Humidity levels are moderate and many days are nice for outdoor activities. Oppressive levels of humidity do occur from time to time. Rainfall is hit and miss and comes mainly from scattered thunderstorms. Thunderstorms do sometimes turn severe but nowhere near as often as areas in the Plains and Ohio Valley.

The few storms that turn severe produce minor wind or hail damage. Tornadoes are rare and do not occur every year; most that do form are weak and dissipate quickly. Devastating thunderstorms have occurred but for the most part are extremely rare.

Autumn is another beautiful season in the Utica area. Mild sunny days and clear, cool nights are common from September through mid-October, making for some of the best fall foliage in the U.S. General rainfall begins to occur at this time but usually does not last longer than one to three days.

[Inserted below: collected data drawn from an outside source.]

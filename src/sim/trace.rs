//! Job trace files.
//!
//! One job per line: `arrival duration priority`, separated by commas and/or
//! whitespace. Blank lines and `#` comments are skipped. Jobs are numbered
//! in file order starting at 0.

use std::fs::File;
use std::io::{BufRead, BufReader};
use std::path::Path;

use rustc_hash::FxHashSet;

use super::job::JobSpec;
use crate::core::{Priority, Ticks};
use crate::error::SchedError;

pub fn load_trace(path: &Path) -> Result<Vec<JobSpec>, SchedError> {
    let file = File::open(path)?;
    parse_trace(BufReader::new(file))
}

pub fn parse_trace(reader: impl BufRead) -> Result<Vec<JobSpec>, SchedError> {
    let mut jobs = Vec::new();
    let mut arrivals = FxHashSet::default();

    for (index, line) in reader.lines().enumerate() {
        let line = line?;
        let line_no = index + 1;
        let content = line.split('#').next().unwrap_or("").trim();
        if content.is_empty() {
            continue;
        }

        let fields: Vec<&str> = content
            .split(|c: char| c == ',' || c.is_whitespace())
            .filter(|f| !f.is_empty())
            .collect();
        let &[arrival, duration, priority] = fields.as_slice() else {
            return Err(SchedError::Trace {
                line: line_no,
                reason: format!("expected 3 fields, found {}", fields.len()),
            });
        };

        let parse_err = |name: &str, value: &str| SchedError::Trace {
            line: line_no,
            reason: format!("invalid {name} {value:?}"),
        };
        let arrival_time: Ticks = arrival
            .parse()
            .map_err(|_| parse_err("arrival time", arrival))?;
        let run_time: Ticks = duration
            .parse()
            .map_err(|_| parse_err("duration", duration))?;
        let priority: Priority = priority
            .parse()
            .map_err(|_| parse_err("priority", priority))?;

        if arrival_time.checked_add(run_time).is_none() {
            return Err(SchedError::Trace {
                line: line_no,
                reason: "arrival time plus duration overflows".to_string(),
            });
        }

        if !arrivals.insert(arrival_time) {
            return Err(SchedError::Trace {
                line: line_no,
                reason: format!("arrival time {arrival_time} already used"),
            });
        }

        jobs.push(JobSpec {
            id: jobs.len() as u64,
            arrival_time,
            run_time,
            priority,
        });
    }

    Ok(jobs)
}

#[cfg(test)]
mod tests {
    use super::*;

    #[test]
    fn parses_mixed_separators_and_comments() {
        let input = "# arrival, duration, priority\n0,8,1\n\n1 4 2  # short\n 5,\t2, 0\n";
        let jobs = parse_trace(input.as_bytes()).unwrap();
        assert_eq!(
            jobs,
            vec![
                JobSpec {
                    id: 0,
                    arrival_time: 0,
                    run_time: 8,
                    priority: 1,
                },
                JobSpec {
                    id: 1,
                    arrival_time: 1,
                    run_time: 4,
                    priority: 2,
                },
                JobSpec {
                    id: 2,
                    arrival_time: 5,
                    run_time: 2,
                    priority: 0,
                },
            ]
        );
    }

    #[test]
    fn wrong_field_count_reports_line() {
        let err = parse_trace("0,1,1\n2,3\n".as_bytes()).unwrap_err();
        assert!(matches!(err, SchedError::Trace { line: 2, .. }));
    }

    #[test]
    fn bad_number_reports_field() {
        let err = parse_trace("x,1,1\n".as_bytes()).unwrap_err();
        match err {
            SchedError::Trace { line, reason } => {
                assert_eq!(line, 1);
                assert!(reason.contains("arrival time"));
            }
            other => panic!("unexpected error {other:?}"),
        }
    }

    #[test]
    fn repeated_arrival_time_rejected() {
        let err = parse_trace("3,1,1\n3,2,2\n".as_bytes()).unwrap_err();
        assert!(matches!(err, SchedError::Trace { line: 2, .. }));
    }

    #[test]
    fn overflowing_completion_time_rejected() {
        let err = parse_trace("1 18446744073709551615 0\n".as_bytes()).unwrap_err();
        match err {
            SchedError::Trace { line, reason } => {
                assert_eq!(line, 1);
                assert!(reason.contains("overflows"));
            }
            other => panic!("unexpected error {other:?}"),
        }
        assert!(parse_trace("0 18446744073709551615 0\n".as_bytes()).is_ok());
    }
}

Daytime temperatures range from the 60's and 70's to overnight lows in the 30's and 40's through mid-October. Growing season usually ends in early October for Utica and most of the area, sometimes in late September, especially to the north. Fall is also the "fog season". The Utica area and most of the valleys start off with fog in the morning. This is especially common south of Utica. Most fog usually dissipates before midday.

Towards late October and November temperatures cool quickly, cloudy days become common with rainfall increasing in amounts and duration. Rainfall is frequent in November and comes down as snow at times. While snowfall and snow on the ground doesn't become consistent until after November, the month can sometimes bring big snowstorms and/or heavy lake effect snow.